Posted: July 19, 2019

(July 15, 2019)

By: Antonella Artuso, The Kingston Whig-Standard

Patients wait in the hallway at the overcrowded Queensway-Carleton Hospital in Ottawa in 2016. (Errol McGihon/Postmedia) 

Ontario Health Minister Christine Elliott is hedging on Premier Doug Ford’s promise to end hallway medicine within a year.

“I think the premier was expressing the wishes that we all have — that we all want hallway medicine ended today,” Elliott said Monday. “But the reality is that can’t happen yet.”

Eliminating hallway medicine — the practice of caring for patients in hallways while waiting for a bed to open in a hospital unit — was a key election promise for Ford.

Christine Elliott, Deputy Premier and Minister of Health and Long Term Care in Ottawa on March 8, 2019. Errol McGihon/Postmedia

Last week, he raised eyebrows by saying that over the next year, the province would no longer have patients waiting in hospital hallways.

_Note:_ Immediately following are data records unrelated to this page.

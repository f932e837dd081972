//! winit event translation.

use winit::dpi::PhysicalPosition;
use winit::event::{ElementState, MouseButton as WinitButton, MouseScrollDelta, WindowEvent};
use winit::keyboard::{KeyCode, ModifiersState, PhysicalKey};
use winit::window::Window;

use super::state::InputTracker;
use super::types::{
    InputEvent, Key, KeyState, Modifiers, MouseButton, MouseButtonState, MouseWheelDelta,
    PointerButtonEvent, PointerMoveEvent,
};

/// Translates one winit event, updating `tracker` on the way.
///
/// Returns `None` for events apps never see: modifier changes (folded into
/// later events), orphan button releases and everything non-input.
pub(crate) fn translate(
    tracker: &mut InputTracker,
    window: &Window,
    event: &WindowEvent,
) -> Option<InputEvent> {
    let ev = match event {
        WindowEvent::ModifiersChanged(m) => {
            tracker.set_modifiers(modifiers(m.state()));
            return None;
        }
        WindowEvent::Focused(focused) => {
            tracker.focus_changed(*focused);
            InputEvent::Focused(*focused)
        }
        WindowEvent::CursorLeft { .. } => {
            tracker.pointer_left();
            InputEvent::PointerLeft
        }
        WindowEvent::CursorMoved { position, .. } => {
            let (x, y) = logical(window, *position);
            tracker.pointer_moved(x, y);
            InputEvent::PointerMoved(PointerMoveEvent { x, y })
        }
        WindowEvent::MouseInput { state, button, .. } => {
            let button = mouse_button(*button);
            let state = match state {
                ElementState::Pressed => MouseButtonState::Pressed,
                ElementState::Released => MouseButtonState::Released,
            };
            if !tracker.button(button, state) {
                return None;
            }
            let (x, y) = tracker.pointer();
            InputEvent::PointerButton(PointerButtonEvent {
                button,
                state,
                x,
                y,
                modifiers: tracker.modifiers(),
            })
        }
        WindowEvent::MouseWheel { delta, .. } => {
            let delta = match *delta {
                MouseScrollDelta::LineDelta(x, y) => MouseWheelDelta::Line { x, y },
                MouseScrollDelta::PixelDelta(p) => {
                    let (x, y) = logical(window, p);
                    MouseWheelDelta::Pixel { x, y }
                }
            };
            InputEvent::MouseWheel { delta, modifiers: tracker.modifiers() }
        }
        WindowEvent::KeyboardInput { event, .. } => InputEvent::Key {
            key: key(event.physical_key),
            state: match event.state {
                ElementState::Pressed => KeyState::Pressed,
                ElementState::Released => KeyState::Released,
            },
            modifiers: tracker.modifiers(),
            repeat: event.repeat,
        },
        _ => return None,
    };
    Some(ev)
}

fn logical(window: &Window, p: PhysicalPosition<f64>) -> (f32, f32) {
    let p = p.to_logical::<f32>(window.scale_factor());
    (p.x, p.y)
}

fn modifiers(m: ModifiersState) -> Modifiers {
    Modifiers {
        shift: m.shift_key(),
        ctrl: m.control_key(),
        alt: m.alt_key(),
        meta: m.super_key(),
    }
}

fn mouse_button(b: WinitButton) -> MouseButton {
    match b {
        WinitButton::Left => MouseButton::Left,
        WinitButton::Right => MouseButton::Right,
        WinitButton::Middle => MouseButton::Middle,
        WinitButton::Back => MouseButton::Other(3),
        WinitButton::Forward => MouseButton::Other(4),
        WinitButton::Other(n) => MouseButton::Other(n),
    }
}

fn key(physical: PhysicalKey) -> Key {
    let PhysicalKey::Code(code) = physical else {
        return Key::Other(0);
    };
    match code {
        KeyCode::Escape => Key::Escape,
        KeyCode::Delete => Key::Delete,
        KeyCode::Backspace => Key::Backspace,
        KeyCode::Equal => Key::Equal,
        KeyCode::Minus => Key::Minus,
        KeyCode::NumpadAdd => Key::NumpadAdd,
        KeyCode::NumpadSubtract => Key::NumpadSubtract,
        KeyCode::KeyA => Key::A,
        KeyCode::KeyC => Key::C,
        KeyCode::KeyN => Key::N,
        KeyCode::KeyW => Key::W,
        other => Key::Other(other as u32),
    }
}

“We’re working on it,” Elliott said. ” I can’t put a specific timeline on it, but we are working as quickly as possible.”

Some of the solutions involve creating more capacity in the long-term care sector for patients who do not need to be in hospital, and better managing patients with chronic conditions in the community, she said.

Addressing the health-care needs of patients with mental illness and addictions is another priority, easing the pressure on emergency rooms, she said.

“So, it’s improving the flow in the hospital — that’s one way to do it,” she said.

The health minister added she and Ford are in constant communication and he’s aware of the steps needed to help end hallway medicine.

The union representing health-care staff said the government has not committed enough funding to address capacity issues in both the hospital and long-term care sectors, failing to prepare as the large baby boomer generation ages.

“The premier said last week there were 1,000 people on stretchers in hallways,” OCHU/CUPE President Michael Hurley said. “Well, wouldn’t you expect to plan to open 1,000 beds? We’re way, way short relative to everybody else in terms of beds.”

Funding for health care in the Ford government’s 2019 budget and into the future won’t meet the inflationary pressures caused by an ageing and increasing population, he said.

Ontario Health Coalition (OHC) Director Natalie Mehra said hospitals are already cancelling operating room days and surgeries to save costs.

“The people who are waiting in hallways are waiting for admission to chronic care beds or acute care hospital beds. They’re waiting for surgeries. They’re waiting for diagnostic tests,” Mehra said.